▶ Work request
When a line below holds the string "record", show that line.

▶ Available data
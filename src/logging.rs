//! Log setup.

use fern::colors::{Color, ColoredLevelConfig};
use fern::Dispatch;

use log::info;

use crate::{Config, Result};

/// Start logging to stderr, and to the configured log file if there is one.
///
/// This can only be called once.
pub fn init(config: &Config) -> Result<()> {
    let level = config.log_level()?;

    let colors = ColoredLevelConfig::new()
        .error(Color::Red)
        .warn(Color::Yellow)
        .info(Color::Green)
        .debug(Color::Blue)
        .trace(Color::Magenta);

    let stderr = Dispatch::new()
        .format(move |out, message, record| {
            out.finish(format_args!(
                "{} {:<5} [{}] {}",
                chrono::Local::now().format("%F %T"),
                colors.color(record.level()),
                record.target(),
                message
            ))
        })
        .chain(std::io::stderr());

    let mut dispatch = Dispatch::new()
        .level(level)
        // Hyper and the handlebars registry are very chatty below warn.
        .level_for("hyper", log::LevelFilter::Warn)
        .level_for("handlebars", log::LevelFilter::Warn)
        .chain(stderr);

    if let Some(ref path) = config.log_file {
        let msg = format!("Couldn't open log file at {}", path.display());
        let file = fern::log_file(path).map_err(|err| crate::Error::from_io_error(err, msg))?;

        dispatch = dispatch.chain(
            Dispatch::new()
                .format(|out, message, record| {
                    out.finish(format_args!(
                        "{} {:<5} [{}] {}",
                        chrono::Local::now().format("%F %T"),
                        record.level(),
                        record.target(),
                        message
                    ))
                })
                .chain(file),
        );
    }

    dispatch.apply()?;

    info!("Logging at level {}", level);

    Ok(())
}
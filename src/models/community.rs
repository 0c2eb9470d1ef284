//! Types related to communities and subscriptions.

use chrono::{DateTime, Utc};

use diesel::prelude::*;
use diesel::Connection as _;
use diesel::{delete, insert_into};

use log::info;

use serde::Serialize;

use crate::models::{unique_violation, Connection, User, UserId};
use crate::schema::{community, subscription};
use crate::validators::{generate_slug, CreateCommunity, Validate};
use crate::{Error, Result};

/// A community ID.
pub type CommunityId = i32;

/// A named discussion group users can subscribe to and post within.
#[derive(Clone, Debug, Queryable, Serialize)]
pub struct Community {
    /// The ID of the community.
    pub id: CommunityId,
    /// The unique name of the community.
    pub name: String,
    /// The unique URL-safe form of the name.
    pub slug: String,
    /// When the community was created.
    pub created_at: DateTime<Utc>,
    /// When the community was last changed.
    pub updated_at: DateTime<Utc>,
    /// The user that created the community, if they still exist.
    pub creator_id: Option<UserId>,
}

impl Community {
    /// The URI of the community page.
    pub fn uri(&self) -> String {
        community_uri(&self.slug)
    }

    /// Whether `user` created this community.
    pub fn is_creator(&self, user: Option<&User>) -> bool {
        match (self.creator_id, user) {
            (Some(creator_id), Some(user)) => creator_id == user.id,
            _ => false,
        }
    }
}

/// The URI of the page for the community with this slug.
pub fn community_uri<S>(slug: S) -> String
where
    S: AsRef<str>,
{
    format!("/community/{}", slug.as_ref())
}

/// A new community to be inserted in the database.
#[derive(Debug, Insertable)]
#[table_name = "community"]
pub struct NewCommunity {
    pub name: String,
    pub slug: String,
    pub creator_id: Option<UserId>,
}

/// Membership of a user in a community.
#[derive(Debug, Queryable, Insertable, Serialize)]
#[table_name = "subscription"]
pub struct Subscription {
    pub user_id: UserId,
    pub community_id: CommunityId,
}

/// Convert diesel's not-found error into ours, when we're querying for a
/// community.
fn conv_community_error<S>(slug: S) -> impl FnOnce(diesel::result::Error) -> Error
where
    S: Into<String>,
{
    move |e: diesel::result::Error| match e {
        diesel::result::Error::NotFound => Error::CommunityNotFound { slug: slug.into() },
        _ => Error::from(e),
    }
}

impl Connection {
    /// Get all communities, alphabetically.
    pub fn all_communities(&self) -> Result<Vec<Community>> {
        use crate::schema::community::columns::name;
        use crate::schema::community::dsl::community;

        Ok(community.order(name.asc()).load(&self.inner)?)
    }

    /// Get a community by its slug.
    pub fn community_by_slug<S>(&self, community_slug: S) -> Result<Community>
    where
        S: AsRef<str>,
    {
        use crate::schema::community::columns::slug;
        use crate::schema::community::dsl::community;

        let community_slug = community_slug.as_ref();

        community
            .filter(slug.eq(community_slug))
            .first(&self.inner)
            .map_err(conv_community_error(community_slug))
    }

    /// Get a community by its ID.
    pub fn community(&self, community_id: CommunityId) -> Result<Community> {
        use crate::schema::community::columns::id;
        use crate::schema::community::dsl::community;

        community
            .filter(id.eq(community_id))
            .first(&self.inner)
            .map_err(conv_community_error(community_id.to_string()))
    }

    /// Create a community.
    ///
    /// The creator is subscribed to the new community.
    pub fn create_community(&self, creator: &User, payload: &CreateCommunity) -> Result<Community> {
        payload.validate()?;

        let name = payload.name.trim().to_string();
        let new_community = NewCommunity {
            slug: generate_slug(&name),
            name,
            creator_id: Some(creator.id),
        };

        let created = self.inner.transaction::<_, Error, _>(|| {
            use crate::schema::community::columns as c;
            use crate::schema::community::dsl::community;

            let existing: i64 = community
                .filter(c::name.eq(&new_community.name))
                .or_filter(c::slug.eq(&new_community.slug))
                .count()
                .get_result(&self.inner)?;

            if existing > 0 {
                return Err(Error::CommunityExists {
                    name: new_community.name.clone(),
                });
            }

            let created: Community = insert_into(community)
                .values(&new_community)
                .get_result(&self.inner)
                .map_err(|err| match unique_violation(&err) {
                    Some(_) => Error::CommunityExists {
                        name: new_community.name.clone(),
                    },
                    None => Error::from(err),
                })?;

            self.insert_subscription(creator.id, created.id)?;

            Ok(created)
        })?;

        info!(
            "User {} created community {} ({})",
            creator.id, created.name, created.slug
        );

        Ok(created)
    }

    /// Delete a community with all of its posts and subscriptions.
    pub fn delete_community<S>(&self, community_slug: S) -> Result<()>
    where
        S: AsRef<str>,
    {
        let target = self.community_by_slug(community_slug)?;

        self.inner.transaction::<_, Error, _>(|| {
            use crate::schema::community::dsl::community;
            use crate::schema::post::columns::community_id as post_community;
            use crate::schema::post::dsl::post;
            use crate::schema::subscription::columns::community_id as sub_community;
            use crate::schema::subscription::dsl::subscription;

            // Votes go with their posts.
            delete(post.filter(post_community.eq(target.id))).execute(&self.inner)?;
            delete(subscription.filter(sub_community.eq(target.id))).execute(&self.inner)?;
            delete(community.find(target.id)).execute(&self.inner)?;

            Ok(())
        })?;

        info!("Deleted community {}", target.slug);

        Ok(())
    }

    /// How many users are subscribed to a community.
    pub fn member_count(&self, cid: CommunityId) -> Result<i64> {
        use crate::schema::subscription::columns::community_id;
        use crate::schema::subscription::dsl::subscription;

        Ok(subscription
            .filter(community_id.eq(cid))
            .count()
            .get_result(&self.inner)?)
    }

    /// Whether a user is subscribed to a community.
    pub fn is_subscribed(&self, uid: UserId, cid: CommunityId) -> Result<bool> {
        use crate::schema::subscription::dsl::subscription;

        let count: i64 = subscription
            .find((uid, cid))
            .count()
            .get_result(&self.inner)?;

        Ok(count > 0)
    }

    /// The IDs of every community a user is subscribed to.
    pub fn subscribed_community_ids(&self, uid: UserId) -> Result<Vec<CommunityId>> {
        use crate::schema::subscription::columns::{community_id, user_id};
        use crate::schema::subscription::dsl::subscription;

        Ok(subscription
            .filter(user_id.eq(uid))
            .select(community_id)
            .load(&self.inner)?)
    }

    fn insert_subscription(&self, uid: UserId, cid: CommunityId) -> Result<()> {
        use crate::schema::subscription::dsl::subscription;

        insert_into(subscription)
            .values(&Subscription {
                user_id: uid,
                community_id: cid,
            })
            .execute(&self.inner)?;

        Ok(())
    }

    /// Subscribe a user to a community.
    pub fn subscribe(&self, user: &User, target: &Community) -> Result<()> {
        if self.is_subscribed(user.id, target.id)? {
            return Err(Error::AlreadySubscribed {
                slug: target.slug.clone(),
            });
        }

        self.insert_subscription(user.id, target.id)
            .map_err(|err| match err {
                Error::DatabaseError(ref e) if unique_violation(e).is_some() => {
                    Error::AlreadySubscribed {
                        slug: target.slug.clone(),
                    }
                }
                _ => err,
            })
    }

    /// Unsubscribe a user from a community.
    ///
    /// The creator of a community can't unsubscribe from it.
    pub fn unsubscribe(&self, user: &User, target: &Community) -> Result<()> {
        use crate::schema::subscription::dsl::subscription;

        if target.is_creator(Some(user)) {
            return Err(Error::CreatorCannotUnsubscribe {
                slug: target.slug.clone(),
            });
        }

        let count = delete(subscription.find((user.id, target.id))).execute(&self.inner)?;

        if count == 0 {
            return Err(Error::NotSubscribed {
                slug: target.slug.clone(),
            });
        }

        Ok(())
    }
}

#[cfg(test)]
mod tests {
    use super::*;

    fn user(id: UserId) -> User {
        User {
            id,
            username: format!("user{}", id),
            email: format!("user{}@example.com", id),
            password_hash: String::new(),
            created_at: Utc::now(),
        }
    }

    fn community(creator_id: Option<UserId>) -> Community {
        Community {
            id: 1,
            name: "Rust Lang".into(),
            slug: "rust-lang".into(),
            created_at: Utc::now(),
            updated_at: Utc::now(),
            creator_id,
        }
    }

    #[test]
    fn creator() {
        let c = community(Some(1));

        assert!(c.is_creator(Some(&user(1))));
        assert!(!c.is_creator(Some(&user(2))));
        assert!(!c.is_creator(None));
        assert!(!community(None).is_creator(Some(&user(1))));
    }

    #[test]
    fn uri() {
        assert_eq!(community(None).uri(), "/community/rust-lang");
        assert_eq!(community_uri("abc"), "/community/abc");
    }

    #[test]
    fn not_found_is_converted() {
        let err = conv_community_error("nope")(diesel::result::Error::NotFound);

        match err {
            Error::CommunityNotFound { slug } => assert_eq!(slug, "nope"),
            other => panic!("unexpected error {}", other),
        }
    }
}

▶ Reply
        .format(move |out, message, record| {
                colors.color(record.level()),
                record.target(),
                .format(|out, message, record| {
                        record.level(),
                        record.target(),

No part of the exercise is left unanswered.